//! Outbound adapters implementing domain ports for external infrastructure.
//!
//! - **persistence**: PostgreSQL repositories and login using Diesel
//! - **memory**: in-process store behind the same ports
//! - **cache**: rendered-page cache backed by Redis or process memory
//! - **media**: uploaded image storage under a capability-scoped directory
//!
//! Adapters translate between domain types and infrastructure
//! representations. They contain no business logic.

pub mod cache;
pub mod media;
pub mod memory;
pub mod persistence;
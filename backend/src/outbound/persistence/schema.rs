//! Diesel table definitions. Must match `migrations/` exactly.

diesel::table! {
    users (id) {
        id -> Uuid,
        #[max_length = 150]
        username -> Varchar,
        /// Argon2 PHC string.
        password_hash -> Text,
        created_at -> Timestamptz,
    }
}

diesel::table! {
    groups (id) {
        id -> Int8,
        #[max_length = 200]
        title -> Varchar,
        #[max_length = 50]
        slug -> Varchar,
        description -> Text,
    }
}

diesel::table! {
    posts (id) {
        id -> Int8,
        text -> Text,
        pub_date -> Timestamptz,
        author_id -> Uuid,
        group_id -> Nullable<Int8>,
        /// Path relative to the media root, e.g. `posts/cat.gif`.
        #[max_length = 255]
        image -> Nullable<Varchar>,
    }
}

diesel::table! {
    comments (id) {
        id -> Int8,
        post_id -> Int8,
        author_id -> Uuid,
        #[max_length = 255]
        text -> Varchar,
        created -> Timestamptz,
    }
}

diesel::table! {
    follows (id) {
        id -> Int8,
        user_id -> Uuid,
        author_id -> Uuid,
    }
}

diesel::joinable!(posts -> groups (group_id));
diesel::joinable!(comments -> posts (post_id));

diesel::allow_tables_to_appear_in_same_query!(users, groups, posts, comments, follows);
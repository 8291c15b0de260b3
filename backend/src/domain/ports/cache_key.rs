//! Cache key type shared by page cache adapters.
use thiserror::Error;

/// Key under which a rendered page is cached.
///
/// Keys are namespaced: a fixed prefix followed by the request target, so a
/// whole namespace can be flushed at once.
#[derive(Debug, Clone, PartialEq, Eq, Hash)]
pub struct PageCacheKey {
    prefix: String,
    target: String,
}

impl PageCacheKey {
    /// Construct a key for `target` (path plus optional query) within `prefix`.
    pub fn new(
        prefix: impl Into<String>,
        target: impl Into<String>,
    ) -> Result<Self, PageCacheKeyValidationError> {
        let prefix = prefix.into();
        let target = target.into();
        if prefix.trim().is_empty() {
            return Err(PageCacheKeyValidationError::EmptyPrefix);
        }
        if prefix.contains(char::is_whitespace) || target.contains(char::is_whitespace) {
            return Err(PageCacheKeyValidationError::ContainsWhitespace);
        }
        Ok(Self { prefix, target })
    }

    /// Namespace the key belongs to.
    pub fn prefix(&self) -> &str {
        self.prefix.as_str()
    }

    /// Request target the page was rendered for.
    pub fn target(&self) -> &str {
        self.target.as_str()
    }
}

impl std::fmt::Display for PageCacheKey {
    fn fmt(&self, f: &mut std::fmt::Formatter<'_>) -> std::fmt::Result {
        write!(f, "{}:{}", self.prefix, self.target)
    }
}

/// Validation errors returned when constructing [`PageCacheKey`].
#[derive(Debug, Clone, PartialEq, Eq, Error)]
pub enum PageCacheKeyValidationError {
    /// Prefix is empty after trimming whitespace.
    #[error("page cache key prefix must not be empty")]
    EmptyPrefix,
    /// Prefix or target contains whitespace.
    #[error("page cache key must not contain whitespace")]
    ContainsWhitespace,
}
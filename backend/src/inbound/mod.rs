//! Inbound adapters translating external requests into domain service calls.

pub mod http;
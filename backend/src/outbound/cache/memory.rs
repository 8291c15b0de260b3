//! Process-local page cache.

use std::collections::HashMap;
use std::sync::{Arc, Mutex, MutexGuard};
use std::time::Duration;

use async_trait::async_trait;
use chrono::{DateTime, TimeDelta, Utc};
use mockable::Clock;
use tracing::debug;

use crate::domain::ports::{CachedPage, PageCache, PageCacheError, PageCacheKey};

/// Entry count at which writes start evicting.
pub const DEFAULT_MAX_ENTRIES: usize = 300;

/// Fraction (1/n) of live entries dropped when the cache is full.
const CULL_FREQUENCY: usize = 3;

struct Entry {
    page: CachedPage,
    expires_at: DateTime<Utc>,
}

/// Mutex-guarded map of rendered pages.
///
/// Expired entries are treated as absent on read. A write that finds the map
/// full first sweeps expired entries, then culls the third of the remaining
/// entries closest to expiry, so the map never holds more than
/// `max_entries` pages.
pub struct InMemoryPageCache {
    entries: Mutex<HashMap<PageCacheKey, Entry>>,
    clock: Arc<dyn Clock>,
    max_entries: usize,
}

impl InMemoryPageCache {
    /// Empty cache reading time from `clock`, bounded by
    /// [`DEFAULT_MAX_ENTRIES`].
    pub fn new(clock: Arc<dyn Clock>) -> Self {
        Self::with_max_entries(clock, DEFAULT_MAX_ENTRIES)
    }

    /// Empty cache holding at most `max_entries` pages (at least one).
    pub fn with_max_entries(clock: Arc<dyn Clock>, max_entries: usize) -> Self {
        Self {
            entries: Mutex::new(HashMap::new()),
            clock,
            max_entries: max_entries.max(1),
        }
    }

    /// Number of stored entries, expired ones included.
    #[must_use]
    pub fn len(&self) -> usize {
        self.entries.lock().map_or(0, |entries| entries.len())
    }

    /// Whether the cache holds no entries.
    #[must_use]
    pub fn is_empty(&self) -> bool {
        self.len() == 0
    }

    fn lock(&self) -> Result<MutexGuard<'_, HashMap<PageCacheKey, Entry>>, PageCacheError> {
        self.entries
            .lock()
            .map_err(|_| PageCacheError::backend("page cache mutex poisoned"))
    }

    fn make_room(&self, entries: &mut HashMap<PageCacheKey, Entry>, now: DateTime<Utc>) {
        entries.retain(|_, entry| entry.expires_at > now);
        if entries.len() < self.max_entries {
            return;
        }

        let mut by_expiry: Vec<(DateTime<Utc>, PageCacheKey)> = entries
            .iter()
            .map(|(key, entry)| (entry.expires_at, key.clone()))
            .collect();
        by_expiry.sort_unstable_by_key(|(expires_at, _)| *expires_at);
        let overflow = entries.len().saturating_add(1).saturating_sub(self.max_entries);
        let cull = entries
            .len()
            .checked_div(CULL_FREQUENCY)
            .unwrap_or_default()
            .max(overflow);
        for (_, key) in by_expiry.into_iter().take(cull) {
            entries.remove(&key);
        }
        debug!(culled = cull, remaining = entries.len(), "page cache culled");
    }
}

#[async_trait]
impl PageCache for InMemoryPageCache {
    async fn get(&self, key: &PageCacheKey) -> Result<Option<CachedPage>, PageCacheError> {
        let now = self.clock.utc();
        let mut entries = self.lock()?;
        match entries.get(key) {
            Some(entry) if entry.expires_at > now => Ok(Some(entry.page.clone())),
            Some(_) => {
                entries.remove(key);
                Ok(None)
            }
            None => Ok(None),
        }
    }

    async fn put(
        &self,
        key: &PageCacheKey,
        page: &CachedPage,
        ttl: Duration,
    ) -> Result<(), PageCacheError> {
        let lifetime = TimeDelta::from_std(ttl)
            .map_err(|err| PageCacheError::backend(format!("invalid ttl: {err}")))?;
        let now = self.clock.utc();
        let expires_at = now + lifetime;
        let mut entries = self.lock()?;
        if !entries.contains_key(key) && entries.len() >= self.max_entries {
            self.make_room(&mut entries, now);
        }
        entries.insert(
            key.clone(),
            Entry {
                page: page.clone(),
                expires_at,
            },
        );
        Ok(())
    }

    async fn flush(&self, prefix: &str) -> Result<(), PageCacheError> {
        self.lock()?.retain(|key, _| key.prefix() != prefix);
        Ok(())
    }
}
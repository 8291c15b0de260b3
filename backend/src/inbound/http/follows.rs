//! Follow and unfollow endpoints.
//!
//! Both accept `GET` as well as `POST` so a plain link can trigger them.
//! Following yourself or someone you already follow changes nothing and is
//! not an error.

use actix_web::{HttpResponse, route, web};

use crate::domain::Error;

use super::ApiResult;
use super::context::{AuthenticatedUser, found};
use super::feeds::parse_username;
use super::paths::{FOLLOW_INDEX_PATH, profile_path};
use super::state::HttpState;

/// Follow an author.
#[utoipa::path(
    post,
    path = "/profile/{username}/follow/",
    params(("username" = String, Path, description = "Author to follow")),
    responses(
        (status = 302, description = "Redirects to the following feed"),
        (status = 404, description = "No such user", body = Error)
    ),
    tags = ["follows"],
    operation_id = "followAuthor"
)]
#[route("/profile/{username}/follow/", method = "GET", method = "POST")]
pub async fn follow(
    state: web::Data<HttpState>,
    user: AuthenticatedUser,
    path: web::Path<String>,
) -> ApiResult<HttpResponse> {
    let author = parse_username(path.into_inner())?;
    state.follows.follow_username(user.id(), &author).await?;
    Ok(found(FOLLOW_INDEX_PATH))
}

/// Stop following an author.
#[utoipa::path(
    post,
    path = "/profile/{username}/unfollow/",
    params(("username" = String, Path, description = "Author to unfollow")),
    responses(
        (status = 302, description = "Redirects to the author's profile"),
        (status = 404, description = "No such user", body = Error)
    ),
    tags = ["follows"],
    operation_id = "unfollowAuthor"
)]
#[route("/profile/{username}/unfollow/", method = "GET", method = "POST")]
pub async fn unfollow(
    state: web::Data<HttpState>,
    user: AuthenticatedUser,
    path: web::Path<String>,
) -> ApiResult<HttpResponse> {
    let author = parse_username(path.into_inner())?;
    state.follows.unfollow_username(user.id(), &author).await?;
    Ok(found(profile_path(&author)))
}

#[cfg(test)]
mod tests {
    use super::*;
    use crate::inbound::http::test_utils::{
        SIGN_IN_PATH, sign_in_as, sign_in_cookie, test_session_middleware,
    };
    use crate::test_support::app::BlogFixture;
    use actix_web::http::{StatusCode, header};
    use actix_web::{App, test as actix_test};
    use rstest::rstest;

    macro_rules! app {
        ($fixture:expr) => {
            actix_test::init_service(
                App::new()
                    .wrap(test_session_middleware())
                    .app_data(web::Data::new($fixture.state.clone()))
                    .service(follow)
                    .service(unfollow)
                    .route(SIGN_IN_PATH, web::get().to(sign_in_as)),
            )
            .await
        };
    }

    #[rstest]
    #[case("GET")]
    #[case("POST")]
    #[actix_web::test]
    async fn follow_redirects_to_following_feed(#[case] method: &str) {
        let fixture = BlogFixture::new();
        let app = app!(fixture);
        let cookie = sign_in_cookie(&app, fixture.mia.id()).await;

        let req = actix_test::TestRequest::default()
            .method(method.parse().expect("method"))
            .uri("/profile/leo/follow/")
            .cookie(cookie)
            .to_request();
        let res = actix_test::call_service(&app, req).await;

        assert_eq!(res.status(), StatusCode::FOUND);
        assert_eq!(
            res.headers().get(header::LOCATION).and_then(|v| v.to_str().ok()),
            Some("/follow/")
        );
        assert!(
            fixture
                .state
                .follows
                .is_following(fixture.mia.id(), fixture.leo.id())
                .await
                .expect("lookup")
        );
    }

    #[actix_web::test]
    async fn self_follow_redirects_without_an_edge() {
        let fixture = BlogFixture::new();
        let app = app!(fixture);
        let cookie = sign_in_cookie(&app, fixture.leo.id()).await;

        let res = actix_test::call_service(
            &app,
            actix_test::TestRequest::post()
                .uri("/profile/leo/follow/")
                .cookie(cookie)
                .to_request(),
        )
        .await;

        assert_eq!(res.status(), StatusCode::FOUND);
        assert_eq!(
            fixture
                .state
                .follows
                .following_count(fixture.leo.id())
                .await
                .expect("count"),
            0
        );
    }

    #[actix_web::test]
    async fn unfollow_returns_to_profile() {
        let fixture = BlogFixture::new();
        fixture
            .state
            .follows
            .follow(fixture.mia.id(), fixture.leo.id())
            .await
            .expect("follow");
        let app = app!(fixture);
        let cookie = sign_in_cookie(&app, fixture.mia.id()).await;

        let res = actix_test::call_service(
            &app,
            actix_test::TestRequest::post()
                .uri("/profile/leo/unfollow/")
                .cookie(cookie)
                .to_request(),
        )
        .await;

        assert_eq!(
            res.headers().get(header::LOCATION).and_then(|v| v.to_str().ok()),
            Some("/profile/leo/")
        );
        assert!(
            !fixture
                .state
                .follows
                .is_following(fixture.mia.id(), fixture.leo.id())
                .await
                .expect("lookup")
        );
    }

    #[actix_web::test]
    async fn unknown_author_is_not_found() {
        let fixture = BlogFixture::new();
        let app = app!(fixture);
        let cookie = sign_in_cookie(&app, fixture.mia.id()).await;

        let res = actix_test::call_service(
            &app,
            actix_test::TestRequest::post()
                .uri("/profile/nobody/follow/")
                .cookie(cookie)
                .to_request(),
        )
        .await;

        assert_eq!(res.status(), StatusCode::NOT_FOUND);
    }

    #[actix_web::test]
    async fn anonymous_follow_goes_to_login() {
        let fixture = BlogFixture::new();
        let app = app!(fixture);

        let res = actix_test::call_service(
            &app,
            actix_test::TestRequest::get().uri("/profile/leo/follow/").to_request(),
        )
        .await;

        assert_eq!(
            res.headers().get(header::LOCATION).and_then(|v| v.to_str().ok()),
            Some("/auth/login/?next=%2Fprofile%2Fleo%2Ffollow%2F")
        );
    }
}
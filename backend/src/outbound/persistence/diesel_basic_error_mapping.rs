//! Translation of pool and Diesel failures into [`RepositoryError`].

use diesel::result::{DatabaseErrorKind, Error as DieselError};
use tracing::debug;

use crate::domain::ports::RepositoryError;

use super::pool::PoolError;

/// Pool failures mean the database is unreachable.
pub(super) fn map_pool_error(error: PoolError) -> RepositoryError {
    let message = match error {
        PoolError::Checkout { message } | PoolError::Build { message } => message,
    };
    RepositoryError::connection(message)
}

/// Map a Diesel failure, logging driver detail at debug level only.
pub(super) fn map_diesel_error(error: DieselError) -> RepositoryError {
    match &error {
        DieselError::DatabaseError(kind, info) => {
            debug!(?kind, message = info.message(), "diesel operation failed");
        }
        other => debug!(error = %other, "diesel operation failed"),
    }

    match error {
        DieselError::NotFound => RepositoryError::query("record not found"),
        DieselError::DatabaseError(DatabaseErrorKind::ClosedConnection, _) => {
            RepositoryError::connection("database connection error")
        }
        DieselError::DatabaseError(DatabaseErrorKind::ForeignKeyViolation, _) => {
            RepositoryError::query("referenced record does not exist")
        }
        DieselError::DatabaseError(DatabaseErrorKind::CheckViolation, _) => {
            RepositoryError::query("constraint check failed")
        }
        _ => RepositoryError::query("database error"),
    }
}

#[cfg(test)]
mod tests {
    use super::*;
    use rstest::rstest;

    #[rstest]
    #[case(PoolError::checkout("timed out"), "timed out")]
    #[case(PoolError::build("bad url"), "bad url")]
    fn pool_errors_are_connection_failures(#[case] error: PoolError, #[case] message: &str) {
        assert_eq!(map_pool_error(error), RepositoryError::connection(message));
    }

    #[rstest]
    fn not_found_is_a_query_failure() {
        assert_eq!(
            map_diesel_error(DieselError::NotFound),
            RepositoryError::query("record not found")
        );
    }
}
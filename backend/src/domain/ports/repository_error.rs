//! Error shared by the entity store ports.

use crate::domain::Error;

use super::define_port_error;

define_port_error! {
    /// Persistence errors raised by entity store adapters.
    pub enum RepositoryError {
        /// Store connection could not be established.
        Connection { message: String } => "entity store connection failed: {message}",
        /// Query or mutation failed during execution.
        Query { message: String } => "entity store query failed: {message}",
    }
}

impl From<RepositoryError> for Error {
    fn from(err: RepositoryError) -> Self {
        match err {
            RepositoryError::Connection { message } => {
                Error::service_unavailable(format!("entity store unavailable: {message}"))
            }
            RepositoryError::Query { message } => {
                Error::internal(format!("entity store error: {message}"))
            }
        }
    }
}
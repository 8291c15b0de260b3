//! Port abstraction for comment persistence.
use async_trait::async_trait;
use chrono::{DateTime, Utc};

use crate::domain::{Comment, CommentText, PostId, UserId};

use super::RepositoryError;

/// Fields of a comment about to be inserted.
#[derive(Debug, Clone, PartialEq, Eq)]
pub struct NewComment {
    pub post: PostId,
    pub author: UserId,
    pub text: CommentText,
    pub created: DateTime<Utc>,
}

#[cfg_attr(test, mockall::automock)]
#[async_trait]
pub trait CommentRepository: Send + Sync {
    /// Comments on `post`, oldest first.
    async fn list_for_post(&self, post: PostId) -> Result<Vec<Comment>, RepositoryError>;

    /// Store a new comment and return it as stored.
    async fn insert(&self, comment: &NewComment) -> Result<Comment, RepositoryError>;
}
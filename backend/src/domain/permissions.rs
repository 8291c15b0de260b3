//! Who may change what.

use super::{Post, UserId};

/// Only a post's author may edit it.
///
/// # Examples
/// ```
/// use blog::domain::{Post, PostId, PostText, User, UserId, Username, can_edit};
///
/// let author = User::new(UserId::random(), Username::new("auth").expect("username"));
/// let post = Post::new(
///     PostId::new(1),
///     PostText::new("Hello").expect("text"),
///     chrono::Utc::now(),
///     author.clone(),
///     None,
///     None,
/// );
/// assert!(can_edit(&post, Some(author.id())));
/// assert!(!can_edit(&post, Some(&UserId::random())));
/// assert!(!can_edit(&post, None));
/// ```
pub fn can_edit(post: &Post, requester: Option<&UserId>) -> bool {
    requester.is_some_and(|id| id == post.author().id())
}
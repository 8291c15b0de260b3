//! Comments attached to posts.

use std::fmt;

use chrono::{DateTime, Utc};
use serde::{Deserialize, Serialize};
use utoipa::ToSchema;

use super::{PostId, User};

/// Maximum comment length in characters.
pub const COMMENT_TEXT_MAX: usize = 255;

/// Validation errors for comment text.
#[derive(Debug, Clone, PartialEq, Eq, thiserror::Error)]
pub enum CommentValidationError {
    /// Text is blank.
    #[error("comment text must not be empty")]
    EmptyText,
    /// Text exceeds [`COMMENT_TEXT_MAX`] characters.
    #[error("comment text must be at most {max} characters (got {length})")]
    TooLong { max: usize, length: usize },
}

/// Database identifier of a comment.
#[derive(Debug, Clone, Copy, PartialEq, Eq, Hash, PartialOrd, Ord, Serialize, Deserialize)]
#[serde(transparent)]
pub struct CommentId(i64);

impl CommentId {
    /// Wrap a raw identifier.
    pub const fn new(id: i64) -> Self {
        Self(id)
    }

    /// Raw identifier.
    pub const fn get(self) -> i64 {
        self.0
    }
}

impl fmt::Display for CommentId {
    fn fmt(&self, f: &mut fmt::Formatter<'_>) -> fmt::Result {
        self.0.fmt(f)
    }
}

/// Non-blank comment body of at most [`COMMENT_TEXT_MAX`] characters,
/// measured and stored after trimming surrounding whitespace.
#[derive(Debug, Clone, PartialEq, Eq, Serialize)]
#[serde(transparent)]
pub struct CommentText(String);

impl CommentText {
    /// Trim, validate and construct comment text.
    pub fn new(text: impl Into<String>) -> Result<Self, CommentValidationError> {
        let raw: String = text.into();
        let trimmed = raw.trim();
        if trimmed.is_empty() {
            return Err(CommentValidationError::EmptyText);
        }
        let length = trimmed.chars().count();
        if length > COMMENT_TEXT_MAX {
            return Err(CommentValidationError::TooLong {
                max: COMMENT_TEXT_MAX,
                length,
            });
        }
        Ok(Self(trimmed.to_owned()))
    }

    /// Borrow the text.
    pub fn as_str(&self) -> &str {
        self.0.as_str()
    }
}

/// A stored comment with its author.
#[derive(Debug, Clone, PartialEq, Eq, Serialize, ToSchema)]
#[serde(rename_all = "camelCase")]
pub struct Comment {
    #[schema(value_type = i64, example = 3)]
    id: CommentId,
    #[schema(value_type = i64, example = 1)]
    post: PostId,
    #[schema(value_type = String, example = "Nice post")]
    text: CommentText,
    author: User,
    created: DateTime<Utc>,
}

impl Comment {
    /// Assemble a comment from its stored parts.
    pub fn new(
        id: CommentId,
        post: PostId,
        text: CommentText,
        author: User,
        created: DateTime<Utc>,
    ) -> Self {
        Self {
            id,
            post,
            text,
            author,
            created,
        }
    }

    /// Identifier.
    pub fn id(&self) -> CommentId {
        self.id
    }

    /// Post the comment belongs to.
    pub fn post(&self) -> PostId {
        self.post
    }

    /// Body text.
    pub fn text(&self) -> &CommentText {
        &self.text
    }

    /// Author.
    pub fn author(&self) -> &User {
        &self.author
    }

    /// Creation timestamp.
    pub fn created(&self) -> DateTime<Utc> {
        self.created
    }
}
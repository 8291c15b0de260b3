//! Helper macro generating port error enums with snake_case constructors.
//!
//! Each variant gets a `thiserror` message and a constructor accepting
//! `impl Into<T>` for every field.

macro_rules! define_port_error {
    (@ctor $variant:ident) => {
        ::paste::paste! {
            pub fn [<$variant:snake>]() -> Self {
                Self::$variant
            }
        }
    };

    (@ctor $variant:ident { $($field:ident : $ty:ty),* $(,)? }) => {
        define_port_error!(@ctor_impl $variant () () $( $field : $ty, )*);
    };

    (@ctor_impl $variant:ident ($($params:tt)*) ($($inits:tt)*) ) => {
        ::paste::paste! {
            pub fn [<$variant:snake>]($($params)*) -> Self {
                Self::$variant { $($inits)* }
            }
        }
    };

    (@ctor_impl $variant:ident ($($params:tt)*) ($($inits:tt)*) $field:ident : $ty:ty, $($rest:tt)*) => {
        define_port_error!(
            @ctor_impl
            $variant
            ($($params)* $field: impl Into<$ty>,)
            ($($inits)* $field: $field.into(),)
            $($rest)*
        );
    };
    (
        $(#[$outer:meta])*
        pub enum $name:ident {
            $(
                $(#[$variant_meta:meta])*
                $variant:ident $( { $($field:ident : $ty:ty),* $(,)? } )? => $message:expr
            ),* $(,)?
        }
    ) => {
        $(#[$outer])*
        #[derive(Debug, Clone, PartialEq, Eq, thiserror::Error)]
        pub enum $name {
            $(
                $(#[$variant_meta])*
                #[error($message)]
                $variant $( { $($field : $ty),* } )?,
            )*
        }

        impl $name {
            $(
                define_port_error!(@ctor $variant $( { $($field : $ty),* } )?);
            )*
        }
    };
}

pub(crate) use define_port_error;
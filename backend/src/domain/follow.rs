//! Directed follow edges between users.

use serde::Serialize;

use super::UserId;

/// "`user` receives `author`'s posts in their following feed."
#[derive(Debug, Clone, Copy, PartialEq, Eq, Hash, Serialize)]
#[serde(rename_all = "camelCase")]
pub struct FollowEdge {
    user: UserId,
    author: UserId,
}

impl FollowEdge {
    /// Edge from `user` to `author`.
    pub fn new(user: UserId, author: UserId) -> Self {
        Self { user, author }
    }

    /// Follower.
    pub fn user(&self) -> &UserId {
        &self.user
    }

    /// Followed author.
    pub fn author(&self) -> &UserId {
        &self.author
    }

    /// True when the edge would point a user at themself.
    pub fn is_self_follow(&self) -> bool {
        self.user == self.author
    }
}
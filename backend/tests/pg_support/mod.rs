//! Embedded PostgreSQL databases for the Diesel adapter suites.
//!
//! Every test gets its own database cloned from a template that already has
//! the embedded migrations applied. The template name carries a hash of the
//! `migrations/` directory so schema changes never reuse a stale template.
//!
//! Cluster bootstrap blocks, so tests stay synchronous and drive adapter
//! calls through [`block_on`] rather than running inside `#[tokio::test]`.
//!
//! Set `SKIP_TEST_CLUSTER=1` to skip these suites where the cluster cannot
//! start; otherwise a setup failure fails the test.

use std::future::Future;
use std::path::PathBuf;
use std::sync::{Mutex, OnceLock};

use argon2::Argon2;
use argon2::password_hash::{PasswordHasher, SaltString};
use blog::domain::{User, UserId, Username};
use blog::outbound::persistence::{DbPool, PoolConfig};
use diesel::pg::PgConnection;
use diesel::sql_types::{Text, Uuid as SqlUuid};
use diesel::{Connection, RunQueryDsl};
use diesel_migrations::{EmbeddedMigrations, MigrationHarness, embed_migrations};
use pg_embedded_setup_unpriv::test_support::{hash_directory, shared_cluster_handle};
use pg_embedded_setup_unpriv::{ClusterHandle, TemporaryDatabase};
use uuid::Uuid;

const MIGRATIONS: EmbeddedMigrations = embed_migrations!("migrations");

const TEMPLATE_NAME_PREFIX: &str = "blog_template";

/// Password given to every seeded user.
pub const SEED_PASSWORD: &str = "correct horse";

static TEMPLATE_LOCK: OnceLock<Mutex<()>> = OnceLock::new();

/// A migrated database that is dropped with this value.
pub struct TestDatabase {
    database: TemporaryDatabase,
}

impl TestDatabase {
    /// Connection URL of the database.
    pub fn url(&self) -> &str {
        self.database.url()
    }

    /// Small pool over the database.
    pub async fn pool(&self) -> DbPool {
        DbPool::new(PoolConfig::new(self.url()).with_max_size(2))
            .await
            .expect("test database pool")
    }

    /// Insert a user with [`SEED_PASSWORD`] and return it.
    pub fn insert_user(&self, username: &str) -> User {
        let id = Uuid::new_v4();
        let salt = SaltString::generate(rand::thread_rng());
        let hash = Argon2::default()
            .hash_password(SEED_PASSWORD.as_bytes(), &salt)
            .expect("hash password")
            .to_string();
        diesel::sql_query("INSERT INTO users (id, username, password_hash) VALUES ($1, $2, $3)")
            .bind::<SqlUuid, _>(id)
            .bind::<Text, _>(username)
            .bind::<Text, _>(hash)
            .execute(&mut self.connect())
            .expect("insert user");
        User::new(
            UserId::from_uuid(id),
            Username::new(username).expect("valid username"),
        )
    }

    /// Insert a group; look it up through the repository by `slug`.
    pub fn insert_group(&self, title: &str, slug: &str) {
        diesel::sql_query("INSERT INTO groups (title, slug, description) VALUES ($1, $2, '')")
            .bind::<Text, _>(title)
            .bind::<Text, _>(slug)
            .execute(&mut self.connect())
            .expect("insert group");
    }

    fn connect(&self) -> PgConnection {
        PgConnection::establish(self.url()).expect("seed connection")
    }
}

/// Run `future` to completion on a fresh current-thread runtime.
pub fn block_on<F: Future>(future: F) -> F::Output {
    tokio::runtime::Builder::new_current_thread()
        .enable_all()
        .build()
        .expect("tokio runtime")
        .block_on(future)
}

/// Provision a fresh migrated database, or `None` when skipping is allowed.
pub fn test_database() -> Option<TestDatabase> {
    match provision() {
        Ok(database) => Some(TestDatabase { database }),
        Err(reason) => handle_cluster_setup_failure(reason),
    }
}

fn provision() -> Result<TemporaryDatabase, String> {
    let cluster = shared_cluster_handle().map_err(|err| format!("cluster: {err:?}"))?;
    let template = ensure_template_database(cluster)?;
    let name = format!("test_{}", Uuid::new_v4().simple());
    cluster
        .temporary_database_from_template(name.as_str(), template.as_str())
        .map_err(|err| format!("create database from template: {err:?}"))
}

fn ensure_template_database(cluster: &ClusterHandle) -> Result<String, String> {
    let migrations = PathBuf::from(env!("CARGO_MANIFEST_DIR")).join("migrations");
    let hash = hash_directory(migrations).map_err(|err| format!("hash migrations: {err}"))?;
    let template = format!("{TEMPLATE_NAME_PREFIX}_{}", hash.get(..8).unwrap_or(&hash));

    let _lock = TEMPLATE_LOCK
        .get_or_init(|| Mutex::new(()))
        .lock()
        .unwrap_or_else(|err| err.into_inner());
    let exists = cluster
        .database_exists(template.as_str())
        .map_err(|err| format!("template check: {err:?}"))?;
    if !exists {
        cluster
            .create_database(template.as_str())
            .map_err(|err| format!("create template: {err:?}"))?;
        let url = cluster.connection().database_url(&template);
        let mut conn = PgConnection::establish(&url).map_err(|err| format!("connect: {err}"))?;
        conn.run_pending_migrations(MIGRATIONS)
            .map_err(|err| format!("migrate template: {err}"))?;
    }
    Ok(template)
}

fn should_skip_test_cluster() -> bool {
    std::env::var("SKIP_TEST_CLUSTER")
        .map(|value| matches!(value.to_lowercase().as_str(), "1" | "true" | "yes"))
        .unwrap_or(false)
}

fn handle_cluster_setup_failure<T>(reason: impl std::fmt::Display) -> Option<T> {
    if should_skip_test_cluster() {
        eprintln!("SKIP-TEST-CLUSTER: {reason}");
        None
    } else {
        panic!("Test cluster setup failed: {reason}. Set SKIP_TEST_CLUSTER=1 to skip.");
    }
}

________________________________________

Work task: Every line with "CachedPage" in it should be copied from the entries above.

Output of the task:
use crate::domain::ports::{CachedPage, PageCache, PageCacheError, PageCacheKey};
    page: CachedPage,
    async fn get(&self, key: &PageCacheKey) -> Result<Option<CachedPage>, PageCacheError> {
        page: &CachedPage,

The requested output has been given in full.